Pages

Wednesday, March 1, 2017

DeVos, HBCU, and Justice

There is just so much to unpack about Betsy DeVos's bonkers attempt to rewrite the story of Historically Black Colleges and Universities into an advertisement for school choice.

They started from the fact that there were too many students in America who did not have equal access to education.

HBCUs are real pioneers when it comes to school choice. They are living proof that when more options are provided to students, they are afforded greater access and greater quality.
 

DeVos has been justly and repeatedly slammed for this. See also here. Or especially this Slate piece.

The statement is wrong on so many levels. She tried some damage control later, but that was not much of an improvement:

“Bucking that status quo, and providing an alternative option to students denied the right to attend a quality school is the legacy of HBCUs,” she said, according to prepared remarks released by her office. “But your history was born, not out of mere choice, but out of necessity, in the face of racism, and in the aftermath of the Civil War.”

She chalked the HBCU story up to structural changes, but since she is personally as rich as all HBCUs put together, that rings a little hollow. And there's a huge irony in that vouchers and charters became popular in the South as a means of escaping the collapse of Jim Crow laws.

But I want to focus on one other aspect of this revelatory mess-- what it says about DeVos's "solution" for a twisted system, a system that is formally and deliberately unjust.

What DeVos could have said was something along the lines of, "HBCUs never should have had to happen. Those of us who had the power should never have made them necessary, and we should have torn down Jim Crow laws and the other barriers that prevented Black Americans from claiming the educations and lives to which they were entitled. HBCUs made the best of an unjust situation that should never have been allowed to stand."

Instead, she came up with something along the lines of, "Well, see? Y'all just solved the problem on your own, just like we've been telling you you could, and we didn't need to lift a finger."

Who needs to pursue justice when you can market choice instead?

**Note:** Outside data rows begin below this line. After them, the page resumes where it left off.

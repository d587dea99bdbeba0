// Author: fnbench contributors
// Copyright © 2026, the fnbench authors, all rights reserved.
// Created: 6 October 2026

use crate::InputCatalog;
use std::sync::atomic::{AtomicUsize, Ordering};

/// The outcome of one selection.
#[derive(Clone, Copy, Debug, PartialEq, Eq)]
pub struct Selection<'a> {
    pub input: &'a str,
    /// Rotation slot the input was taken from, `None` when a tag pinned it.
    pub slot: Option<usize>,
}

impl Selection<'_> {
    pub fn overridden(&self) -> bool {
        self.slot.is_none()
    }
}

/// Round-robin selection over an [`InputCatalog`].
///
/// The cursor always holds the *next* slot to hand out and stays within
/// `0..catalog.len()`. Every advance is a single atomic read-modify-write,
/// so concurrent callers never receive the same slot for the same turn.
#[derive(Debug)]
pub struct Selector {
    catalog: InputCatalog,
    cursor: AtomicUsize,
}

impl Selector {
    pub fn new(catalog: InputCatalog) -> Self {
        Self {
            catalog,
            cursor: AtomicUsize::new(0),
        }
    }

    /// Pick the input for one call. A tag bound in the catalog returns its
    /// input and leaves the cursor alone; any other tag falls back to the
    /// rotation.
    pub fn select(&self, tag: Option<&str>) -> Selection<'_> {
        if let Some(input) = tag.and_then(|t| self.catalog.resolve_tag(t)) {
            return Selection { input, slot: None };
        }

        let len = self.catalog.len();
        let slot = match self
            .cursor
            .fetch_update(Ordering::AcqRel, Ordering::Acquire, |c| Some((c + 1) % len))
        {
            Ok(prev) | Err(prev) => prev,
        };

        Selection {
            // The cursor never leaves 0..len, but fall back to slot 0 rather
            // than panic inside a worker.
            input: self
                .catalog
                .get(slot)
                .or_else(|| self.catalog.get(0))
                .unwrap_or_default(),
            slot: Some(slot),
        }
    }

    /// The slot the next untagged call will receive.
    pub fn position(&self) -> usize {
        self.cursor.load(Ordering::Acquire)
    }

    pub fn catalog(&self) -> &InputCatalog {
        &self.catalog
    }
}

#[cfg(test)]
mod tests {
    use super::Selector;
    use crate::InputCatalog;

    fn selector() -> Selector {
        let catalog = InputCatalog::new(["a", "b", "c"])
            .unwrap()
            .with_tag("record", "rec.jpg")
            .unwrap()
            .with_tag("replay", "rep.jpg")
            .unwrap();
        Selector::new(catalog)
    }

    #[test]
    fn starts_at_zero_and_cycles() {
        let selector = selector();
        let picks = (0..7)
            .map(|_| selector.select(None).input)
            .collect::<Vec<_>>();

        assert_eq!(picks, vec!["a", "b", "c", "a", "b", "c", "a"]);
        assert_eq!(selector.position(), 1);
    }

    #[test]
    fn tags_do_not_advance() {
        let selector = selector();
        selector.select(None);

        let rec = selector.select(Some("record"));
        assert_eq!(rec.input, "rec.jpg");
        assert!(rec.overridden());

        let rep = selector.select(Some("replay"));
        assert_eq!(rep.input, "rep.jpg");
        assert_eq!(selector.position(), 1);

        assert_eq!(selector.select(None).input, "b");
    }

    #[test]
    fn unknown_tag_falls_back_to_rotation() {
        let selector = selector();
        let pick = selector.select(Some("something-else"));
        assert_eq!(pick.input, "a");
        assert_eq!(pick.slot, Some(0));
    }

    #[test]
    fn single_input_catalog() {
        let selector = Selector::new(InputCatalog::new(["only"]).unwrap());
        for _ in 0..3 {
            assert_eq!(selector.select(None).slot, Some(0));
        }
        assert_eq!(selector.position(), 0);
    }
}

Who needs to address the systemic and deliberately underfunding of schools that serve non-white non-wealthy communities, when you can just market choice instead?

If black folks show a little grit and get a charter or two, we don't have to even talk about the real problem at all.

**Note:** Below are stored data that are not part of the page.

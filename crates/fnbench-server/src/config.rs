// Author: fnbench contributors
// Copyright © 2026, the fnbench authors, all rights reserved.
// Created: 9 October 2026

use fnbench_core::{ConfigError, ExecutionLimit};
use std::{
    net::{SocketAddr, ToSocketAddrs},
    time::Duration,
};

/// Environment variable holding the listening port.
pub const PORT_ENV: &str = "GRPC_PORT";
/// The unspecified IPv6 address, which also accepts IPv4 on dual-stack hosts.
pub const DEFAULT_HOST: &str = "::";
pub const DEFAULT_PORT: u16 = 50051;
pub const DEFAULT_WORKERS: usize = 2;

/// How a server listens and runs calls.
#[derive(Clone, Debug, PartialEq, Eq)]
pub struct ServerConfig {
    /// Host or address to bind, all interfaces by default.
    pub host: String,
    pub port: u16,
    /// Size of the worker pool. Calls beyond this queue in the listener.
    pub workers: usize,
    /// How often an idle worker checks for shutdown.
    pub poll_interval: Duration,
    pub limit: ExecutionLimit,
}

impl Default for ServerConfig {
    fn default() -> Self {
        Self {
            host: DEFAULT_HOST.to_owned(),
            port: DEFAULT_PORT,
            workers: DEFAULT_WORKERS,
            poll_interval: Duration::from_millis(100),
            limit: ExecutionLimit::Unbounded,
        }
    }
}

impl ServerConfig {
    /// Defaults, with the port taken from `GRPC_PORT` when it is set.
    pub fn from_env() -> Result<Self, ConfigError> {
        let mut config = Self::default();
        if let Ok(port) = std::env::var(PORT_ENV) {
            config.port = port
                .trim()
                .parse()
                .map_err(|_| ConfigError::InvalidAddress(format!("{}={}", PORT_ENV, port)))?;
        }

        Ok(config)
    }

    pub fn validate(&self) -> Result<(), ConfigError> {
        if self.workers == 0 {
            return Err(ConfigError::ZeroWorkers);
        }

        self.socket_addr().map(|_| ())
    }

    /// Resolve `host:port`. IPv6 literals may be given with or without brackets.
    pub fn socket_addr(&self) -> Result<SocketAddr, ConfigError> {
        let host = self.host.trim_start_matches('[').trim_end_matches(']');
        let invalid = || ConfigError::InvalidAddress(format!("{}:{}", self.host, self.port));

        (host, self.port)
            .to_socket_addrs()
            .map_err(|_| invalid())?
            .next()
            .ok_or_else(invalid)
    }
}

#[cfg(test)]
mod tests {
    use super::{ServerConfig, DEFAULT_HOST, DEFAULT_PORT, PORT_ENV};
    use fnbench_core::ConfigError;

    #[test]
    fn defaults() {
        let config = ServerConfig::default();
        assert_eq!(config.socket_addr().unwrap().to_string(), "[::]:50051");
        assert_eq!(config.workers, 2);
    }

    // One test touches the variable so no other test races with it.
    #[test]
    fn port_from_environment() {
        let saved = std::env::var(PORT_ENV).ok();

        std::env::remove_var(PORT_ENV);
        assert_eq!(ServerConfig::from_env().unwrap().port, DEFAULT_PORT);

        std::env::set_var(PORT_ENV, " 6061 ");
        let config = ServerConfig::from_env().unwrap();
        assert_eq!(config.port, 6061);
        assert_eq!(config.host, DEFAULT_HOST);

        std::env::set_var(PORT_ENV, "fifty");
        assert!(matches!(
            ServerConfig::from_env(),
            Err(ConfigError::InvalidAddress(_))
        ));

        std::env::set_var(PORT_ENV, "70000");
        assert!(ServerConfig::from_env().is_err());

        match saved {
            Some(port) => std::env::set_var(PORT_ENV, port),
            None => std::env::remove_var(PORT_ENV),
        }
    }

    #[test]
    fn ipv6_host() {
        let config = ServerConfig {
            host: "[::]".to_owned(),
            port: 8080,
            ..Default::default()
        };
        assert_eq!(config.socket_addr().unwrap().to_string(), "[::]:8080");
    }

    #[test]
    fn rejects_zero_workers() {
        let config = ServerConfig {
            workers: 0,
            ..Default::default()
        };
        assert!(matches!(config.validate(), Err(ConfigError::ZeroWorkers)));
    }

    #[test]
    fn rejects_garbage_host() {
        let config = ServerConfig {
            host: "not a host name".to_owned(),
            ..Default::default()
        };
        assert!(matches!(
            config.validate(),
            Err(ConfigError::InvalidAddress(_))
        ));
    }
}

DeVos has accidentally underlined the other problem with choice. Problem number one, discussed at length both here and elsewhere, is that choice doesn't solve any of the problems that its fans claim it solves. But problem number two, in many ways more stealthy and more destructive, is that implementing choice lets some folks pretend that they no longer have to address any of the systemic issues in public systems.

Is a major urban system screwing over its poor communities (say, perhaps, Chicago)? That's okay-- there are a couple of charter schools in place which students have "access" to (and which a handful of students will actually get to attend), so we don't have to talk about the larger problems any more! Hooray!

3 comments:

  1. Insightful. And as so often, you go a layer deeper in the unpacking.

    ReplyDelete
  2. On spot again. Definitely. I love your column and never miss a day!!!

    ReplyDelete
  3. I find DeVos' syntax strange and unsettling.

    "Bucking that status quo, and providing an alternative option to students denied the right to attend a quality school is the legacy of HBCUs,” she said, according to prepared remarks released by her office. Your history was born, not out of mere choice.."

    What is this? She's basically Betsysplaining to the presidents of many colleges and universities what they are all about. It's especially offensive in light of the fact that she knows n-o-t-h-i-n-g about the field of education at all, and certainly less than nothing about HBCU's.

    I'm afraid she may actually believe that Black colleges were a kind of start up. Maybe that's what she's been taught as the truth over the course of her private education.

    Oh - and there's Kellyann on the sofa, too, scanning her iPhone.

    Total lack of respect for the position and the contributions of these educators and the institutions they head up.